RECORDS -
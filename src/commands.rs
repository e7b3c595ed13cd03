//! Formatting commands a toolbar or key binding calls on an [`Editor`].
//!
//! Segment commands format every selected segment. On a collapsed caret
//! there is nothing to format yet, so they leave the resulting format
//! pending instead.

use crate::editing::{MergeFormat, MergeModelOptions, apply_table_format, merge_model, normalize_content_model, normalize_table};
use crate::editor::{Editor, FormatContentModelOptions};
use crate::error::EditorError;
use crate::model::{BlockAddress, BlockGroup, Divider, SegmentFormat, SegmentLocation, Table};
use crate::selection::{DomPosition, clear_selection, get_selected_segments, set_caret};

pub fn toggle_bold(editor: &mut Editor) -> Result<bool, EditorError> {
    format_segments(editor, "toggleBold", SegmentFormat::is_bold, |format, on| {
        format.font_weight = Some(if on { "bold" } else { "normal" }.to_string());
    })
}

pub fn toggle_italic(editor: &mut Editor) -> Result<bool, EditorError> {
    format_segments(
        editor,
        "toggleItalic",
        |format| format.italic == Some(true),
        |format, on| format.italic = Some(on),
    )
}

pub fn toggle_underline(editor: &mut Editor) -> Result<bool, EditorError> {
    format_segments(
        editor,
        "toggleUnderline",
        |format| format.underline == Some(true),
        |format, on| format.underline = Some(on),
    )
}

pub fn toggle_strikethrough(editor: &mut Editor) -> Result<bool, EditorError> {
    format_segments(
        editor,
        "toggleStrikethrough",
        |format| format.strikethrough == Some(true),
        |format, on| format.strikethrough = Some(on),
    )
}

pub fn set_font_name(editor: &mut Editor, font_name: &str) -> Result<bool, EditorError> {
    format_segments(
        editor,
        "setFontName",
        |_| false,
        |format, _| format.font_family = Some(font_name.to_string()),
    )
}

pub fn set_font_size(editor: &mut Editor, font_size: &str) -> Result<bool, EditorError> {
    format_segments(
        editor,
        "setFontSize",
        |_| false,
        |format, _| format.font_size = Some(font_size.to_string()),
    )
}

pub fn set_text_color(editor: &mut Editor, color: &str) -> Result<bool, EditorError> {
    format_segments(
        editor,
        "setTextColor",
        |_| false,
        |format, _| format.text_color = Some(color.to_string()),
    )
}

/// Applies `apply` to every selected segment, turning the style on unless
/// every segment already `has_style`.
fn format_segments<H, A>(editor: &mut Editor, api_name: &str, has_style: H, apply: A) -> Result<bool, EditorError>
where
    H: Fn(&SegmentFormat) -> bool,
    A: Fn(&mut SegmentFormat, bool),
{
    let pending = editor.pending_format().cloned();
    editor.format_content_model(
        |model, context| {
            let locations: Vec<SegmentLocation> = get_selected_segments(model, true)
                .into_iter()
                .map(|selected| selected.location)
                .collect();

            let in_paragraphs: Vec<&SegmentLocation> = locations
                .iter()
                .filter(|location| location.paragraph().is_some())
                .collect();
            let caret = match in_paragraphs.as_slice() {
                [only] => model.segment_at(only).filter(|segment| segment.is_marker()),
                _ => None,
            };
            if let Some(marker) = caret {
                let mut format = marker.format.clone();
                if let Some(pending) = &pending {
                    format.merge_from(pending);
                }
                let turning_on = !has_style(&format);
                apply(&mut format, turning_on);
                context.new_pending_format = Some(format);
                return false;
            }

            let turning_on = !locations
                .iter()
                .filter_map(|location| model.segment_at(location))
                .all(|segment| has_style(&segment.format));
            for location in &locations {
                if let Some(segment) = model.segment_at_mut(location) {
                    apply(&mut segment.format, turning_on);
                }
            }
            normalize_content_model(model);
            !locations.is_empty()
        },
        FormatContentModelOptions::new(api_name),
    )
}

/// Inserts an empty `rows` x `columns` table at the caret and moves the
/// caret into its first cell.
pub fn insert_table(editor: &mut Editor, rows: usize, columns: usize) -> Result<bool, EditorError> {
    if rows == 0 || columns == 0 {
        return Ok(false);
    }
    let mut table = Table::with_size(rows, columns);
    normalize_table(&mut table, Some(editor.default_format()));
    apply_table_format(&mut table, None, false);

    editor.format_content_model(
        |model, context| {
            let source = BlockGroup::document().with_block(table);
            let options = MergeModelOptions::default().with_merge_format(MergeFormat::MergeAll);
            let Some(point) = merge_model(model, source, Some(context), &options) else {
                return false;
            };

            if let Some(index) = point.paragraph.index.checked_sub(1) {
                let table = BlockAddress::new(point.paragraph.group.clone(), index);
                if model.table_at(&table).is_some() {
                    let first_cell = BlockAddress::new(table.cell_path(0, 0), 0);
                    clear_selection(model);
                    set_caret(model, &DomPosition::new(first_cell, 0));
                }
            }
            true
        },
        FormatContentModelOptions::new("insertTable"),
    )
}

pub fn insert_divider(editor: &mut Editor) -> Result<bool, EditorError> {
    editor.format_content_model(
        |model, context| {
            let source = BlockGroup::document().with_block(Divider::hr());
            merge_model(model, source, Some(context), &MergeModelOptions::default()).is_some()
        },
        FormatContentModelOptions::new("insertDivider"),
    )
}

/// Pastes `source` at the selection, replacing what is selected.
pub fn paste_model(editor: &mut Editor, source: BlockGroup, merge_format: MergeFormat) -> Result<bool, EditorError> {
    if editor.dom_selection()?.is_none() {
        return Err(EditorError::NoSelection);
    }
    editor.format_content_model(
        |model, context| {
            let options = MergeModelOptions::default()
                .with_merge_format(merge_format)
                .with_merge_table(true);
            merge_model(model, source, Some(context), &options).is_some()
        },
        FormatContentModelOptions::new("paste").with_change_source("Paste"),
    )
}

#[cfg(test)]
mod tests {
    use super::*;
    use crate::editor::EditorOptions;
    use crate::model::{Block, GroupPath, Paragraph, Segment};
    use crate::selection::DomSelection;

    fn root(index: usize) -> BlockAddress {
        BlockAddress::new(GroupPath::root(), index)
    }

    fn editor_with(text: &str) -> Editor {
        let model = BlockGroup::document().with_block(Paragraph::new().with_segment(Segment::text(text)));
        let mut editor = Editor::new(EditorOptions::default().with_model(model));
        editor
            .set_dom_selection(Some(DomSelection::collapsed(DomPosition::new(root(0), 0))))
            .expect("alive");
        editor
    }

    #[test]
    fn bold_on_caret_becomes_pending() {
        let mut editor = editor_with("abc");

        assert_eq!(toggle_bold(&mut editor), Ok(false));

        assert!(editor.pending_format().is_some_and(SegmentFormat::is_bold));
        let paragraph = editor.model().paragraph_at(&root(0)).expect("paragraph");
        assert!(paragraph.segments.iter().all(|segment| !segment.format.is_bold()));

        toggle_bold(&mut editor).expect("alive");
        assert!(editor.pending_format().is_some_and(|format| !format.is_bold()));
    }

    #[test]
    fn bold_toggles_over_a_range() {
        let mut editor = editor_with("abc");
        editor
            .set_dom_selection(Some(DomSelection::Range {
                start: DomPosition::new(root(0), 0),
                end: DomPosition::new(root(0), 2),
            }))
            .expect("alive");

        assert_eq!(toggle_bold(&mut editor), Ok(true));
        let paragraph = editor.model().paragraph_at(&root(0)).expect("paragraph");
        assert_eq!(paragraph.segments[0].as_text(), Some("ab"));
        assert!(paragraph.segments[0].format.is_bold());

        assert_eq!(toggle_bold(&mut editor), Ok(true));
        let paragraph = editor.model().paragraph_at(&root(0)).expect("paragraph");
        assert_eq!(paragraph.segments[0].format.font_weight.as_deref(), Some("normal"));
    }

    #[test]
    fn font_size_applies_to_selection() {
        let mut editor = editor_with("abc");
        editor
            .set_dom_selection(Some(DomSelection::Range {
                start: DomPosition::new(root(0), 1),
                end: DomPosition::new(root(0), 3),
            }))
            .expect("alive");

        assert_eq!(set_font_size(&mut editor, "20pt"), Ok(true));

        let state = editor.format_state(Default::default()).expect("alive");
        assert_eq!(state.font_size.as_deref(), Some("20pt"));
    }

    #[test]
    fn table_is_inserted_with_caret_in_first_cell() {
        let mut editor = editor_with("abc");

        assert_eq!(insert_table(&mut editor, 2, 3), Ok(true));

        let table = editor
            .model()
            .blocks
            .iter()
            .find_map(Block::as_table)
            .expect("table inserted");
        assert_eq!(table.rows.len(), 2);
        assert_eq!(table.column_count(), 3);

        let state = editor.format_state(Default::default()).expect("alive");
        assert_eq!(state.is_in_table, Some(true));
    }

    #[test]
    fn divider_lands_between_split_halves() {
        let mut editor = editor_with("abcd");
        editor
            .set_dom_selection(Some(DomSelection::collapsed(DomPosition::new(root(0), 2))))
            .expect("alive");

        assert_eq!(insert_divider(&mut editor), Ok(true));

        let blocks = &editor.model().blocks;
        assert_eq!(blocks.len(), 3);
        assert!(matches!(blocks[1], Block::Divider(_)));
    }

    #[test]
    fn paste_needs_a_selection() {
        let model = BlockGroup::document().with_block(Paragraph::new().with_segment(Segment::text("abc")));
        let mut editor = Editor::new(EditorOptions::default().with_model(model));

        let source = BlockGroup::document().with_block(Paragraph::new().with_segment(Segment::text("x")));
        assert_eq!(paste_model(&mut editor, source, MergeFormat::None), Err(EditorError::NoSelection));
    }

    #[test]
    fn paste_merges_inline() {
        let mut editor = editor_with("abc");
        let source = BlockGroup::document().with_block(Paragraph::new().with_segment(Segment::text("xy")));

        assert_eq!(paste_model(&mut editor, source, MergeFormat::None), Ok(true));

        let paragraph = editor.model().paragraph_at(&root(0)).expect("paragraph");
        assert_eq!(paragraph.text(), "xyabc");
    }
}
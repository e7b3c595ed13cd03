use super::*;
use crate::model::{Divider, Entity, SegmentFormat, Table};
use crate::selection::{DomPosition, select_range, select_table_cells};

fn root(index: usize) -> BlockAddress {
    BlockAddress::new(GroupPath::root(), index)
}

fn paragraph(text: &str) -> Paragraph {
    Paragraph::new().with_segment(Segment::text(text))
}

fn texts(model: &BlockGroup) -> Vec<String> {
    model
        .blocks
        .iter()
        .filter_map(Block::as_paragraph)
        .map(Paragraph::text)
        .collect()
}

#[test]
fn nothing_selected_is_reported() {
    let mut doc = BlockGroup::document().with_block(paragraph("plain"));

    let result = delete_selection(&mut doc, None);

    assert_eq!(result.delete_result, DeleteResult::NothingToDelete);
    assert!(result.insert_point.is_none());
}

#[test]
fn collapsed_caret_is_returned_untouched() {
    let mut doc = BlockGroup::document().with_block(
        Paragraph::new().with_segments(vec![Segment::text("ab"), Segment::marker(SegmentFormat::default())]),
    );
    let before = doc.clone();

    let result = delete_selection(&mut doc, None);

    assert_eq!(result.delete_result, DeleteResult::NotDeleted);
    assert_eq!(result.insert_point.map(|point| point.marker_index), Some(1));
    assert_eq!(doc, before);
}

#[test]
fn range_across_paragraphs_is_joined() {
    let mut doc = BlockGroup::document()
        .with_block(paragraph("hello"))
        .with_block(paragraph("middle"))
        .with_block(paragraph("world"));
    select_range(&mut doc, &DomPosition::new(root(0), 2), &DomPosition::new(root(2), 3));

    let result = delete_selection(&mut doc, None);

    assert_eq!(result.delete_result, DeleteResult::Range);
    let point = result.insert_point.unwrap_or_else(|| panic!("no insert point"));
    assert_eq!(point.paragraph, root(0));
    assert_eq!(point.marker_index, 1);
    assert_eq!(texts(&doc), vec!["held", "", ""]);
    let first = doc.paragraph_at(&root(0)).map(|p| p.segments.len());
    assert_eq!(first, Some(3));
}

#[test]
fn whole_blocks_are_removed_and_entities_reported() {
    let mut divider = Divider::hr();
    divider.is_selected = true;
    let mut entity = Entity::new("widget", "w1");
    entity.is_selected = true;
    let mut doc = BlockGroup::document()
        .with_block(Paragraph::new().with_segment(Segment::text("start").selected()))
        .with_block(divider)
        .with_block(entity)
        .with_block(Paragraph::new().with_segments(vec![Segment::text("end").selected(), Segment::text("!")]));
    let mut context = FormatContext::default();

    let result = delete_selection(&mut doc, Some(&mut context));

    assert_eq!(doc.blocks.len(), 2);
    assert_eq!(context.deleted_entities.len(), 1);
    assert_eq!(context.deleted_entities[0].id, "w1");
    let point = result.insert_point.unwrap_or_else(|| panic!("no insert point"));
    assert_eq!(point.paragraph, root(0));
    // The tail of the last paragraph moved behind the caret.
    assert_eq!(texts(&doc)[0], "!");
}

#[test]
fn selected_cells_are_cleared() {
    let mut table = Table::with_size(1, 3);
    for row in &mut table.rows {
        for cell in &mut row.cells {
            cell.blocks.push(paragraph("content").into());
        }
    }
    let mut doc = BlockGroup::document().with_block(table);
    select_table_cells(&mut doc, &root(0), (0, 0), (0, 1));

    let result = delete_selection(&mut doc, None);

    let point = result.insert_point.unwrap_or_else(|| panic!("no insert point"));
    assert_eq!(point.table_context.map(|context| context.col_index), Some(0));
    let table = doc.table_at(&root(0)).unwrap_or_else(|| panic!("table gone"));
    let cell_text = |col: usize| {
        table.rows[0].cells[col].blocks[0]
            .as_paragraph()
            .map(|p| p.segments.len())
    };
    assert_eq!(cell_text(0), Some(2));
    assert_eq!(cell_text(1), Some(1));
    assert_eq!(
        table.rows[0].cells[2].blocks[0].as_paragraph().map(Paragraph::text),
        Some("content".to_string())
    );
}
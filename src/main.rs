use std::{
    cell::Cell,
    env, fs, io,
    path::PathBuf,
    rc::Rc,
    sync::Mutex,
    time::{Duration, Instant},
};

use anyhow::{Context, Result, anyhow};
use crossterm::{
    event::{
        self, DisableMouseCapture, EnableMouseCapture, Event, KeyCode, KeyEvent, KeyEventKind, KeyModifiers,
        MouseButton, MouseEvent, MouseEventKind,
    },
    execute,
    terminal::{EnterAlternateScreen, LeaveAlternateScreen, disable_raw_mode, enable_raw_mode},
};
use ratatui::{
    Frame, Terminal,
    backend::CrosstermBackend,
    layout::{Constraint, Direction, Layout, Position, Rect},
    text::{Line, Span, Text},
    widgets::{Block, Borders, Paragraph, Scrollbar, ScrollbarOrientation, ScrollbarState, Wrap},
};
use tdoc::{Document, parse, writer::Writer};
use tracing::{debug, info, warn};
use tracing_subscriber::EnvFilter;

use content_model_editor::{
    commands,
    convert::{document_from_model, model_from_document},
    editor::{Editor, EditorOptions, EditorPlugin, Key, KeyboardEvent, PluginEvent},
    format_state::{ConflictSolution, FormatState},
    model::{BlockGroup, SegmentFormat},
};

mod render;
mod theme;

use render::{CursorVisualPosition, LineOrigin, RenderResult, render_model};
use theme::Theme;

const STATUS_TIMEOUT: Duration = Duration::from_secs(4);
const LOG_ENV: &str = "CME_LOG";

fn main() -> Result<()> {
    run()
}

struct Args {
    path: PathBuf,
    default_format: SegmentFormat,
}

fn parse_args() -> Result<Option<Args>> {
    let mut args = env::args().skip(1);
    let mut path = None;
    let mut default_format = SegmentFormat::default();
    while let Some(arg) = args.next() {
        match arg.as_str() {
            "--font-family" => {
                let value = args.next().context("--font-family needs a value")?;
                default_format.font_family = Some(value);
            }
            "--font-size" => {
                let value = args.next().context("--font-size needs a value")?;
                default_format.font_size = Some(value);
            }
            _ if path.is_none() => path = Some(PathBuf::from(arg)),
            other => return Err(anyhow!("unexpected argument {other}")),
        }
    }
    Ok(path.map(|path| Args { path, default_format }))
}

ABOUT THIS EXERCISE - Search the data for the string "DomPosition" and copy every line where it appears.

ANSWER BOX -
use crate::selection::{DomPosition, clear_selection, get_selected_segments, set_caret};
                    set_caret(model, &DomPosition::new(first_cell, 0));
            .set_dom_selection(Some(DomSelection::collapsed(DomPosition::new(root(0), 0))))
                start: DomPosition::new(root(0), 0),
                end: DomPosition::new(root(0), 2),
                start: DomPosition::new(root(0), 1),
                end: DomPosition::new(root(0), 3),
            .set_dom_selection(Some(DomSelection::collapsed(DomPosition::new(root(0), 2))))
use crate::selection::{DomPosition, select_range, select_table_cells};
    select_range(&mut doc, &DomPosition::new(root(0), 2), &DomPosition::new(root(2), 3));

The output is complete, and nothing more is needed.